Turning Challenge into Opportunity 2025
Page 18 of 79 · WEF_Turning_Challenge_into_Opportunity_2025.pdf
How CfDs work in practice and their role in
the transition
CfDs are well-established in the power sector,
where they have driven down costs of offshore
wind and solar in Europe. For example, the UK’s
renewable CfD scheme created stable revenue
conditions that unlocked billions in project finance
and reduced technology costs through predictable
demand.34 In a shipping context, they could operate
similarly: if the cost of e-methanol or e-ammonia
exceeds the reference fossil fuel benchmark, the
CfD pays the supplier the difference; if the clean fuel
price falls below the benchmark, the supplier pays
back into the system.
The IMO’s postponed yet anticipated NZF sets
binding GHG intensity targets and compliance
milestones in 2030 and 2040, effectively requiring
significant uptake of low-carbon fuels.35 Without
complementary price-support mechanisms such as
CfDs, first movers could face cost exposures that
discourage investment.
Design considerations
Implementing CfDs in the maritime context will
require tailoring them to sectoral dynamics in the
following ways:
–Reference price or benchmark could be tied to
regional fuel markets, for example the cost of
VLSFO (the IMO’s conventional reference fuel for compliance) in Singapore (the world’s largest
bunkering hub).
–Eligibility criteria should prioritize zero- and near-
zero fuels (e-methanol, e-ammonia, synthetic
fuels) to avoid transitional lock-in.
–Volume-tranching could allow both large
and small suppliers to participate, reducing
concentration risk.36
–Funding sources could include revenues from
carbon pricing regimes such as the EU ETS.

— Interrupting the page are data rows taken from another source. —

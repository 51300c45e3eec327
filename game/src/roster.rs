//! Fixed-capacity player slots indexed by slot id

use log::{info, warn};
use shared::config::{MAX_PLAYERS, PLAYER_COLORS, PLAYER_SPAWN};
use shared::{Position, Snake};

#[derive(Debug, Clone, Default)]
pub struct PlayerSlot {
    /// None until a body is known; clients learn it from the host's next sync
    pub snake: Option<Snake>,
    /// Empty when vacant
    pub peer_id: String,
    pub active: bool,
    pub paused: bool,
    /// Last outbound per-actor update, for throttling
    pub last_sent_ms: u64,
}

impl PlayerSlot {
    pub fn is_vacant(&self) -> bool {
        self.peer_id.is_empty()
    }
}

/// Deterministic head position for a fresh snake in `index`
pub fn spawn_for(index: usize) -> Position {
    let (x, y) = PLAYER_SPAWN[index % MAX_PLAYERS];
    Position::new(x, y)
}

pub fn snake_for(index: usize) -> Snake {
    Snake::new(PLAYER_COLORS[index % MAX_PLAYERS], spawn_for(index))
}

/// Peers entering or leaving through a roster merge
#[derive(Debug, Default, PartialEq, Eq)]
pub struct RosterChange {
    pub added: Vec<usize>,
    pub removed: Vec<String>,
}

#[derive(Debug, Default)]
pub struct PlayerRoster {
    slots: [PlayerSlot; MAX_PLAYERS],
    my_index: Option<usize>,
}

impl PlayerRoster {
    pub fn new() -> Self {
        Self::default()
    }

    /// Seats `peer_id` in the first free slot with a fresh snake. Returns
    /// the existing slot when already seated, None when full.
    pub fn add(&mut self, peer_id: &str) -> Option<usize> {
        if let Some(index) = self.find(peer_id) {
            return Some(index);
        }

        let index = self.slots.iter().position(PlayerSlot::is_vacant)?;
        self.slots[index] = PlayerSlot {
            snake: Some(snake_for(index)),
            peer_id: peer_id.to_string(),
            active: true,
            paused: false,
            last_sent_ms: 0,
        };
        info!("Player {} takes slot {}", peer_id, index);
        Some(index)
    }

    /// Seats `peer_id` in `index` without a body, evicting whoever held it
    pub fn add_at(&mut self, index: usize, peer_id: &str) -> bool {
        if index >= MAX_PLAYERS || peer_id.is_empty() {
            return false;
        }
        if self.slots[index].peer_id == peer_id {
            return true;
        }

        // At most one slot per peer
        if let Some(previous) = self.find(peer_id) {
            self.clear_slot(previous);
        }
        if !self.slots[index].is_vacant() {
            warn!(
                "Slot {} reassigned from {} to {}",
                index, self.slots[index].peer_id, peer_id
            );
            self.clear_slot(index);
        }

        self.slots[index] = PlayerSlot {
            snake: None,
            peer_id: peer_id.to_string(),
            active: true,
            paused: false,
            last_sent_ms: 0,
        };
        true
    }

    fn clear_slot(&mut self, index: usize) {
        self.slots[index] = PlayerSlot::default();
        if self.my_index == Some(index) {
            self.my_index = None;
        }
    }

    /// Frees the slot held by `peer_id`
    pub fn remove(&mut self, peer_id: &str) -> Option<usize> {
        let index = self.find(peer_id)?;
        self.clear_slot(index);
        info!("Player {} left slot {}", peer_id, index);
        Some(index)
    }

    pub fn find(&self, peer_id: &str) -> Option<usize> {
        if peer_id.is_empty() {
            return None;
        }
        self.slots.iter().position(|slot| slot.peer_id == peer_id)
    }

    /// Aligns the slots with the host's slot-indexed roster. Adopts the own
    /// slot when `my_peer_id` shows up and none is assigned yet.
    pub fn merge_roster(&mut self, roster: &[String], my_peer_id: Option<&str>) -> RosterChange {
        let mut change = RosterChange::default();

        for index in 0..MAX_PLAYERS {
            let wanted = roster.get(index).map(String::as_str).unwrap_or("");
            let current = self.slots[index].peer_id.clone();
            if current == wanted {
                continue;
            }

            if !current.is_empty() && !roster.iter().any(|id| *id == current) {
                change.removed.push(current);
            }
            if wanted.is_empty() {
                self.clear_slot(index);
            } else if self.add_at(index, wanted) {
                change.added.push(index);
            }
        }

        if self.my_index.is_none() {
            if let Some(me) = my_peer_id {
                if let Some(index) = self.find(me) {
                    info!("Assigned slot {}", index);
                    self.my_index = Some(index);
                }
            }
        }

        change
    }

    /// Slot-indexed peer ids with "" for vacant slots
    pub fn peer_ids(&self) -> Vec<String> {
        self.slots.iter().map(|slot| slot.peer_id.clone()).collect()
    }

    pub fn clear(&mut self) {
        self.slots = Default::default();
        self.my_index = None;
    }

    /// Puts every seated player back at its deterministic spawn, zero score
    pub fn reset_for_new_match(&mut self) {
        for (index, slot) in self.slots.iter_mut().enumerate() {
            if slot.is_vacant() {
                continue;
            }
            slot.paused = false;
            slot.last_sent_ms = 0;
            match slot.snake.as_mut() {
                Some(snake) => snake.reset_for_new_match(spawn_for(index)),
                None => slot.snake = Some(snake_for(index)),
            }
        }
    }

    pub fn slot(&self, index: usize) -> Option<&PlayerSlot> {
        self.slots.get(index)
    }

    pub fn slot_mut(&mut self, index: usize) -> Option<&mut PlayerSlot> {
        self.slots.get_mut(index)
    }

    pub fn slots(&self) -> &[PlayerSlot] {
        &self.slots
    }

    /// Indices of seated, active slots holding a snake
    pub fn active_indices(&self) -> Vec<usize> {
        self.slots
            .iter()
            .enumerate()
            .filter(|(_, slot)| slot.active && !slot.is_vacant() && slot.snake.is_some())
            .map(|(index, _)| index)
            .collect()
    }

    pub fn occupied_count(&self) -> usize {
        self.slots.iter().filter(|slot| !slot.is_vacant()).count()
    }

    pub fn my_index(&self) -> Option<usize> {
        self.my_index
    }

    pub fn set_my_index(&mut self, index: Option<usize>) {
        self.my_index = index.filter(|i| *i < MAX_PLAYERS);
    }

    pub fn my_slot(&self) -> Option<&PlayerSlot> {
        self.my_index.and_then(|i| self.slots.get(i))
    }

    pub fn my_slot_mut(&mut self) -> Option<&mut PlayerSlot> {
        self.my_index.and_then(|i| self.slots.get_mut(i))
    }

    pub fn my_snake(&self) -> Option<&Snake> {
        self.my_slot().and_then(|slot| slot.snake.as_ref())
    }

    pub fn my_snake_mut(&mut self) -> Option<&mut Snake> {
        self.my_slot_mut().and_then(|slot| slot.snake.as_mut())
    }
}
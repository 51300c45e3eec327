//! Datagram protocol between a game process and the session relay.
//!
//! Frames are bincode-encoded [`RelayPacket`]s. Game payloads ride inside
//! as opaque JSON strings; the relay never looks at them.

use serde::{Deserialize, Serialize};

/// Event name for a peer entering the session
pub const EVENT_JOINED: &str = "joined";
/// Event name for a peer leaving or timing out
pub const EVENT_LEFT: &str = "left";
/// Event name for a game payload from another peer
pub const EVENT_GAME: &str = "game";

/// Largest UDP payload over IPv4
pub const MAX_DATAGRAM_SIZE: usize = 65_507;

#[derive(Debug, Serialize, Deserialize, Clone, PartialEq)]
pub enum RelayPacket {
    // Requests from a game process
    Host,
    List,
    Join {
        session_id: String,
        payload: String,
    },
    Game {
        payload: String,
    },
    Heartbeat,
    Leave,

    // Replies and events from the relay
    Hosted {
        session_id: String,
        peer_id: String,
    },
    Sessions {
        session_ids: Vec<String>,
    },
    Joined {
        session_id: String,
        peer_id: String,
        /// Peer that hosts the session
        host_id: String,
    },
    Rejected {
        reason: String,
    },
    Event {
        event: String,
        message_id: i64,
        peer_id: Option<String>,
        payload: Option<String>,
    },
}

impl RelayPacket {
    pub fn encode(&self) -> Result<Vec<u8>, bincode::Error> {
        bincode::serialize(self)
    }

    pub fn decode(bytes: &[u8]) -> Result<Self, bincode::Error> {
        bincode::deserialize(bytes)
    }
}
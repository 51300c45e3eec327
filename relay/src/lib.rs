//! # Session Relay Library
//!
//! The relay is the only process every peer can reach. It owns no game state:
//! it hands out session and peer identifiers, keeps track of who belongs to
//! which session and forwards opaque game payloads between members.
//!
//! ## Responsibilities
//!
//! ### Session Directory (`directory`)
//! - Session creation on behalf of a hosting peer
//! - Capacity checks and rejection of unknown sessions
//! - Closing a session once its host leaves
//!
//! ### Peer Bookkeeping (`peer_manager`)
//! - Peer identifiers keyed by datagram source address
//! - Liveness tracking and timeout detection
//!
//! ### Network (`network`)
//! - Receiver, sender and timeout-checker tasks around a UDP socket
//! - `joined`, `left` and `game` events fanned out to the other members
//!
//! ## Usage Example
//!
//! ```rust,no_run
//! use relay::network::Server;
//! use std::time::Duration;
//!
//! #[tokio::main]
//! async fn main() -> Result<(), Box<dyn std::error::Error>> {
//!     let mut server = Server::new("127.0.0.1:9001", 64, Duration::from_secs(10)).await?;
//!     server.run().await?;
//!     Ok(())
//! }
//! ```

pub mod directory;
pub mod network;
pub mod peer_manager;
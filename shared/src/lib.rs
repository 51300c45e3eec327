//! Types shared by every peer and the relay: the grid and its occupancy
//! map, the snake and the food, the typed game protocol and the relay
//! datagram protocol.

pub mod config;
pub mod food;
pub mod grid;
pub mod protocol;
pub mod relay;
pub mod snake;

pub use config::Color;
pub use food::Food;
pub use grid::{Direction, OccupancyMap, Position, Spawn};
pub use protocol::{
    ActorSnapshot, GameMessage, MatchPhase, PlayerUpdate, ProtocolError, StateSync, WorldSnapshot,
};
pub use relay::RelayPacket;
pub use snake::Snake;
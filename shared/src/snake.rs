use crate::config::{
    Color, DEATH_SCORE_PENALTY, FOOD_SCORE_VALUE, INITIAL_SNAKE_LENGTH, MAX_SCORE,
};
use crate::grid::{Direction, Position};
use std::collections::VecDeque;

/// A player-controlled body of grid cells.
///
/// The head is the front of `body`. The body is never empty: every
/// constructor and reset produces [`INITIAL_SNAKE_LENGTH`] segments and
/// [`Snake::set_body`] refuses empty input.
#[derive(Debug, Clone, PartialEq)]
pub struct Snake {
    body: VecDeque<Position>,
    direction: Direction,
    next_direction: Direction,
    color: Color,
    alive: bool,
    score: i32,
}

fn initial_body(head: Position) -> VecDeque<Position> {
    (0..INITIAL_SNAKE_LENGTH as i32)
        .map(|offset| Position::new(head.x - offset, head.y))
        .collect()
}

impl Snake {
    pub fn new(color: Color, start: Position) -> Self {
        Self {
            body: initial_body(start),
            direction: Direction::None,
            next_direction: Direction::None,
            color,
            alive: true,
            score: 0,
        }
    }

    /// Queues a heading for the next [`Snake::update`].
    ///
    /// While moving, the exact reverse of the current heading is ignored.
    /// Before the first move any heading is accepted; if it points back into
    /// the body the segment order is flipped so the snake leaves from the
    /// other end instead of biting itself.
    pub fn set_direction(&mut self, dir: Direction) {
        if dir == Direction::None {
            return;
        }

        if self.direction == Direction::None {
            if self.body.len() > 1 && self.head().step(dir) == self.body[1] {
                self.body.make_contiguous().reverse();
            }
            self.next_direction = dir;
            return;
        }

        if dir != self.direction.opposite() {
            self.next_direction = dir;
        }
    }

    /// Commits the pending heading and advances one cell. Length is kept.
    pub fn update(&mut self) {
        if !self.alive {
            return;
        }

        self.direction = self.next_direction;
        if self.direction == Direction::None {
            return;
        }

        let new_head = self.head().step(self.direction);
        self.body.push_front(new_head);
        self.body.pop_back();
    }

    /// Duplicates the tail so the next update's pop leaves the body one longer.
    pub fn grow(&mut self) {
        if let Some(&tail) = self.body.back() {
            self.body.push_back(tail);
        }
        self.score = (self.score + FOOD_SCORE_VALUE).min(MAX_SCORE);
    }

    fn reset(&mut self, spawn: Position) {
        self.body = initial_body(spawn);
        self.direction = Direction::None;
        self.next_direction = Direction::None;
        self.alive = true;
    }

    pub fn reset_for_new_match(&mut self, spawn: Position) {
        self.reset(spawn);
        self.score = 0;
    }

    /// Respawn after dying mid-match; the death penalty is charged, never
    /// below zero.
    pub fn reset_after_death(&mut self, spawn: Position) {
        self.reset(spawn);
        self.score = (self.score - DEATH_SCORE_PENALTY).max(0);
    }

    /// Overwrites the body with an authoritative snapshot. Returns false and
    /// leaves the body untouched when `body` is empty.
    pub fn set_body(&mut self, body: VecDeque<Position>) -> bool {
        if body.is_empty() {
            return false;
        }
        self.body = body;
        true
    }

    pub fn body(&self) -> &VecDeque<Position> {
        &self.body
    }

    pub fn head(&self) -> Position {
        self.body[0]
    }

    pub fn tail(&self) -> Position {
        self.body[self.body.len() - 1]
    }

    pub fn len(&self) -> usize {
        self.body.len()
    }

    pub fn is_empty(&self) -> bool {
        self.body.is_empty()
    }

    pub fn direction(&self) -> Direction {
        self.direction
    }

    pub fn next_direction(&self) -> Direction {
        self.next_direction
    }

    pub fn is_moving(&self) -> bool {
        self.direction != Direction::None
    }

    pub fn color(&self) -> Color {
        self.color
    }

    pub fn is_alive(&self) -> bool {
        self.alive
    }

    pub fn set_alive(&mut self, alive: bool) {
        self.alive = alive;
    }

    pub fn score(&self) -> i32 {
        self.score
    }

    pub fn set_score(&mut self, score: i32) {
        self.score = score.clamp(0, MAX_SCORE);
    }

    /// Head overlaps any later segment.
    pub fn self_collision(&self) -> bool {
        let head = self.head();
        self.body.iter().skip(1).any(|segment| *segment == head)
    }

    pub fn boundary_collision(&self) -> bool {
        !self.head().in_bounds()
    }

    /// `pos` lies on any segment of this body.
    pub fn collides_with(&self, pos: Position) -> bool {
        self.body.contains(&pos)
    }
}

#[cfg(test)]
mod tests {
    use super::*;
    use crate::config::PLAYER_COLORS;

    fn snake_at(x: i32, y: i32) -> Snake {
        Snake::new(PLAYER_COLORS[0], Position::new(x, y))
    }

    #[test]
    fn test_snake_creation() {
        let snake = snake_at(10, 5);
        assert_eq!(snake.len(), INITIAL_SNAKE_LENGTH);
        assert_eq!(snake.head(), Position::new(10, 5));
        assert_eq!(snake.tail(), Position::new(8, 5));
        assert_eq!(snake.direction(), Direction::None);
        assert!(snake.is_alive());
        assert_eq!(snake.score(), 0);
    }

    #[test]
    fn test_idle_snake_does_not_move() {
        let mut snake = snake_at(10, 5);
        let before = snake.body().clone();
        snake.update();
        assert_eq!(snake.body(), &before);
    }

    #[test]
    fn test_move_one_cell_each_direction() {
        for dir in [Direction::Up, Direction::Down, Direction::Right] {
            let mut snake = snake_at(10, 10);
            snake.set_direction(dir);
            snake.update();
            let (dx, dy) = dir.delta();
            assert_eq!(snake.head(), Position::new(10 + dx, 10 + dy));
            assert_eq!(snake.len(), INITIAL_SNAKE_LENGTH);
        }
    }

    #[test]
    fn test_reverse_rejected_while_moving() {
        let mut snake = snake_at(10, 10);
        snake.set_direction(Direction::Right);
        snake.update();
        snake.set_direction(Direction::Left);
        snake.update();
        assert_eq!(snake.direction(), Direction::Right);
        assert_eq!(snake.head(), Position::new(12, 10));
    }

    #[test]
    fn test_initial_heading_into_body_flips_segments() {
        let mut snake = snake_at(10, 10);
        snake.set_direction(Direction::Left);
        assert_eq!(snake.head(), Position::new(8, 10));

        snake.update();
        assert_eq!(snake.head(), Position::new(7, 10));
        assert!(!snake.self_collision());
        assert_eq!(snake.len(), INITIAL_SNAKE_LENGTH);
    }

    #[test]
    fn test_none_direction_ignored() {
        let mut snake = snake_at(10, 10);
        snake.set_direction(Direction::Up);
        snake.set_direction(Direction::None);
        assert_eq!(snake.next_direction(), Direction::Up);
    }

    #[test]
    fn test_grow_extends_after_next_update() {
        let mut snake = snake_at(10, 10);
        snake.set_direction(Direction::Down);
        let before = snake.len();

        snake.grow();
        snake.update();

        assert_eq!(snake.len(), before + 1);
        assert_eq!(snake.score(), FOOD_SCORE_VALUE);
    }

    #[test]
    fn test_reset_score_rules() {
        let mut snake = snake_at(10, 10);
        snake.set_score(25);
        snake.reset_after_death(Position::new(20, 20));
        assert_eq!(snake.score(), 25 - DEATH_SCORE_PENALTY);
        assert_eq!(snake.head(), Position::new(20, 20));
        assert_eq!(snake.direction(), Direction::None);

        snake.set_score(5);
        snake.reset_after_death(Position::new(20, 20));
        assert_eq!(snake.score(), 0);

        snake.set_score(300);
        snake.reset_for_new_match(Position::new(5, 5));
        assert_eq!(snake.score(), 0);
        assert_eq!(snake.len(), INITIAL_SNAKE_LENGTH);
    }

    #[test]
    fn test_set_body_ignores_empty() {
        let mut snake = snake_at(10, 10);
        let before = snake.body().clone();
        assert!(!snake.set_body(VecDeque::new()));
        assert_eq!(snake.body(), &before);

        let body: VecDeque<Position> = [Position::new(1, 1), Position::new(1, 2)].into();
        assert!(snake.set_body(body.clone()));
        assert_eq!(snake.body(), &body);
    }

    #[test]
    fn test_collision_queries() {
        let mut snake = snake_at(1, 0);
        snake.set_direction(Direction::Up);
        snake.update();
        assert!(snake.boundary_collision());

        let coiled: VecDeque<Position> = [
            Position::new(5, 5),
            Position::new(6, 5),
            Position::new(6, 6),
            Position::new(5, 6),
            Position::new(5, 5),
        ]
        .into();
        let mut snake = snake_at(10, 10);
        snake.set_body(coiled);
        assert!(snake.self_collision());
        assert!(snake.collides_with(Position::new(6, 6)));
        assert!(!snake.collides_with(Position::new(7, 7)));
    }
}
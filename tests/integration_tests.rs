//! Integration tests for the networked snake game
//!
//! These tests drive whole `Game` instances against each other, over the
//! in-process loopback relay and over a real UDP relay.

use game::config::GameConfig;
use game::game::Game;
use game::input::Command;
use game::loopback::LoopbackHub;
use game::queue::{MessageKind, MessageQueue};
use game::state::AppState;
use game::transport::{TransportEvent, EVENT_GAME, EVENT_JOINED};
use game::udp_transport::UdpConnector;
use game::utils::get_timestamp;
use relay::network::Server;
use shared::{Direction, GameMessage, Position};
use std::sync::mpsc;
use std::thread;
use std::time::{Duration, Instant};

/// LOOPBACK SESSION TESTS
mod loopback_tests {
    use super::*;

    fn host_and_client() -> (LoopbackHub, Game, Game) {
        let hub = LoopbackHub::new();
        let mut host = Game::with_seed(GameConfig::default(), Box::new(hub.connector()), 11);
        let mut client = Game::with_seed(GameConfig::default(), Box::new(hub.connector()), 12);

        host.handle_command(Command::Host, 0).unwrap();
        client.handle_command(Command::List, 0).unwrap();
        client.handle_command(Command::Join(0), 0).unwrap();

        // Host seats the joiner and broadcasts the roster
        host.update(10);
        client.update(10);
        (hub, host, client)
    }

    #[test]
    fn test_client_takes_second_slot() {
        let (hub, host, client) = host_and_client();

        assert_eq!(host.state(), AppState::Lobby);
        assert_eq!(client.state(), AppState::Lobby);
        assert_eq!(host.context().roster.occupied_count(), 2);
        assert_eq!(client.context().roster.my_index(), Some(1));
        assert_eq!(
            client.context().network.host_peer_id(),
            host.context().network.my_peer_id()
        );

        let session = host.context().network.session_id().unwrap();
        assert_eq!(hub.members(session).len(), 2);
    }

    #[test]
    fn test_match_start_and_steering() {
        let (_hub, mut host, mut client) = host_and_client();

        host.start_match(20).unwrap();
        assert_eq!(host.state(), AppState::Playing);
        client.update(30);
        assert_eq!(client.state(), AppState::Playing);

        client.handle_command(Command::Steer(Direction::Down), 40).unwrap();
        host.update(40);
        host.update(120);

        let spawn = Position::new(30, 7);
        let host_view = host.context().roster.slot(1).unwrap().snake.as_ref().unwrap();
        assert_eq!(host_view.head(), Position::new(spawn.x, spawn.y + 1));

        // The snapshot overrides whatever the client had
        client.update(125);
        let own = client.context().roster.my_snake().unwrap();
        assert_eq!(own.head(), Position::new(spawn.x, spawn.y + 1));
        assert_eq!(client.context().food.position(), host.context().food.position());
    }

    #[test]
    fn test_client_pause_reaches_host() {
        let (_hub, mut host, mut client) = host_and_client();
        host.start_match(20).unwrap();
        client.update(30);

        client.handle_command(Command::TogglePause, 200).unwrap();
        assert_eq!(client.state(), AppState::Paused);
        host.update(210);
        assert_eq!(host.state(), AppState::Paused);

        let client_peer = client.context().network.my_peer_id().map(str::to_string);
        assert_eq!(
            host.snapshot(210).paused_by,
            client_peer
        );

        host.handle_command(Command::TogglePause, 300).unwrap();
        assert_eq!(host.state(), AppState::Playing);
        client.update(310);
        assert_eq!(client.state(), AppState::Playing);
        assert!(!client.context().match_state.is_paused());
        assert_eq!(
            client.context().match_state.total_paused(),
            host.context().match_state.total_paused()
        );
    }

    #[test]
    fn test_host_leaving_returns_client_to_menu() {
        let (hub, mut host, mut client) = host_and_client();
        host.start_match(20).unwrap();
        client.update(30);

        host.handle_command(Command::Back, 400).unwrap();
        host.update(410);
        assert_eq!(hub.session_count(), 0);

        client.update(420);
        assert_eq!(client.state(), AppState::Menu);
        assert!(client.is_teardown_pending());

        client.update(430);
        assert!(client.context().network.session_id().is_none());
        assert!(!client.context().network.is_initialized());
    }

    #[test]
    fn test_silent_host_times_out_client() {
        let (_hub, _host, mut client) = host_and_client();
        assert!(client.context().network.is_in_session());

        client.update(40_000);
        assert_eq!(client.state(), AppState::Menu);
        assert!(client.is_teardown_pending());
        assert!(client.context().network.is_connection_lost());

        client.update(40_010);
        assert!(!client.is_teardown_pending());
        assert!(!client.context().network.is_initialized());
    }

    #[test]
    fn test_match_end_reaches_client() {
        let hub = LoopbackHub::new();
        let config = GameConfig {
            match_duration_secs: 1,
            ..GameConfig::default()
        };
        let mut host = Game::with_seed(config.clone(), Box::new(hub.connector()), 5);
        let mut client = Game::with_seed(config, Box::new(hub.connector()), 6);
        host.handle_command(Command::Host, 0).unwrap();
        client.handle_command(Command::List, 0).unwrap();
        client.handle_command(Command::Join(0), 0).unwrap();
        host.update(0);
        host.start_match(0).unwrap();
        client.update(0);

        host.update(1_000);
        assert_eq!(host.state(), AppState::MatchEnd);
        client.update(1_010);
        assert_eq!(client.state(), AppState::MatchEnd);
        assert_eq!(
            client.context().match_state.winner(),
            host.context().match_state.winner()
        );

        // A rematch goes back through the lobby
        host.handle_command(Command::Start, 2_000).unwrap();
        assert_eq!(host.state(), AppState::Playing);
        client.update(2_010);
        assert_eq!(client.state(), AppState::Playing);
    }
}

/// MESSAGE QUEUE TESTS
mod queue_tests {
    use super::*;

    #[test]
    fn test_events_from_many_threads_keep_per_thread_order() {
        let queue = MessageQueue::new();
        let handles: Vec<_> = (0..4)
            .map(|t| {
                let callback = queue.callback();
                thread::spawn(move || {
                    for i in 0..100 {
                        callback(TransportEvent {
                            event: EVENT_GAME.to_string(),
                            message_id: i,
                            peer_id: Some(format!("peer-{}", t)),
                            payload: Some(i.to_string()),
                        });
                    }
                })
            })
            .collect();
        for handle in handles {
            handle.join().unwrap();
        }

        let drained = queue.drain();
        assert_eq!(drained.len(), 400);
        for t in 0..4 {
            let peer = format!("peer-{}", t);
            let ids: Vec<i64> = drained
                .iter()
                .filter(|m| m.peer_id == peer)
                .map(|m| m.message_id)
                .collect();
            assert_eq!(ids, (0..100).collect::<Vec<_>>());
        }
        assert!(queue.is_empty());
    }

    #[test]
    fn test_join_event_becomes_player_joined() {
        let queue = MessageQueue::new();
        queue.ingest(TransportEvent {
            event: EVENT_JOINED.to_string(),
            message_id: 1,
            peer_id: Some("p2".to_string()),
            payload: None,
        });
        let drained = queue.drain();
        assert_eq!(drained.len(), 1);
        assert_eq!(drained[0].kind, MessageKind::PlayerJoined);
    }

    #[test]
    fn test_queued_payload_decodes() {
        let message = GameMessage::PlayerInput {
            direction: Direction::Left,
        };
        let encoded = message.encode().unwrap();
        let decoded = GameMessage::decode(&encoded).unwrap();
        assert_eq!(decoded, message);
    }
}

/// UDP RELAY TESTS
mod relay_tests {
    use super::*;

    fn spawn_relay() -> u16 {
        let (addr_tx, addr_rx) = mpsc::channel();
        thread::spawn(move || {
            let runtime = tokio::runtime::Runtime::new().unwrap();
            runtime.block_on(async move {
                let mut server = tokio_test::assert_ok!(
                    Server::new("127.0.0.1:0", 16, Duration::from_secs(10)).await
                );
                addr_tx.send(tokio_test::assert_ok!(server.local_addr())).unwrap();
                let _ = server.run().await;
            });
        });
        addr_rx.recv_timeout(Duration::from_secs(5)).unwrap().port()
    }

    fn pump_until(games: &mut [&mut Game], done: impl Fn(&[&mut Game]) -> bool) -> bool {
        let deadline = Instant::now() + Duration::from_secs(5);
        while Instant::now() < deadline {
            let now = get_timestamp();
            for game in games.iter_mut() {
                game.update(now);
            }
            if done(games) {
                return true;
            }
            thread::sleep(Duration::from_millis(10));
        }
        false
    }

    #[test]
    fn test_host_and_join_over_relay() {
        let port = spawn_relay();
        let config = GameConfig {
            host: "127.0.0.1".to_string(),
            port,
            ..GameConfig::default()
        };

        let mut host = Game::with_seed(config.clone(), Box::new(UdpConnector), 1);
        let mut client = Game::with_seed(config, Box::new(UdpConnector), 2);

        let now = get_timestamp();
        host.handle_command(Command::Host, now).unwrap();
        let session = host.context().network.session_id().unwrap().to_string();

        client.handle_command(Command::Multiplayer, now).unwrap();
        let sessions = client.refresh_sessions().unwrap();
        assert!(sessions.contains(&session));
        client.join_session(&session, now).unwrap();

        let seated = pump_until(&mut [&mut host, &mut client], |games| {
            games[0].context().roster.occupied_count() == 2
                && games[1].context().roster.my_index() == Some(1)
        });
        assert!(seated, "client was never seated by the host");

        host.back_to_menu(get_timestamp()).unwrap();
        host.update(get_timestamp());
        assert!(!host.context().network.is_initialized());

        let dropped = pump_until(&mut [&mut client], |games| games[0].state() == AppState::Menu);
        assert!(dropped, "client did not notice the host leaving");
    }
}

CfDs should be seen as a bridge mechanism:
not a permanent subsidy, but a tool to accelerate
early deployment until scale-up and learning
reduce costs. Importantly, low-carbon suppliers
increasingly recognize CfDs as critical for making
offtake agreements bankable. They reduce reliance
on buyers alone to absorb the green premium and
create a shared-risk framework between public
and private actors. If designed well, CfDs can
complement offtakes, aggregation models and
book-and-claim systems, forming a comprehensive
toolkit to bring clean shipping fuels from pilot scale
up to mainstream adoption.
CfDs are critical for making offtake agreements bankable. They reduce reliance on
buyers alone to absorb the green premium and create a shared-risk framework between
public and private actors.
Insight: Flexible, aggregated demand
models can overcome infrastructure and
market fragmentation
Why flexibility and aggregation matter
Shipping’s supply chain for low-carbon fuels is
highly complex: production sites are often distant
from ports, bunkering infrastructure remains uneven
and suppliers themselves are fragmented, ranging
from industrial-scale energy companies to emerging
start-ups. On the demand side, buyers have diverse
operational needs and fuel strategies. Rigid one-
to-one offtakes do not fit this landscape. Instead,
flexible, aggregated demand models that pool
commitments, adapt to diverse supplier profiles
and coordinate distributed logistics are important to
make the transition commercially viable.
Addressing infrastructure gaps
Even if production costs fall and demand rises,
the absence of adequate bunkering, storage and
transport infrastructure can stall adoption. The uneven development of bunkering infrastructure
is one of the biggest constraints on scaling-up
clean marine fuels. Production of e-methanol,
e-ammonia and synthetic fuels is geographically
clustered near renewable energy hubs, but
bunkering capacity is limited to a handful of ports.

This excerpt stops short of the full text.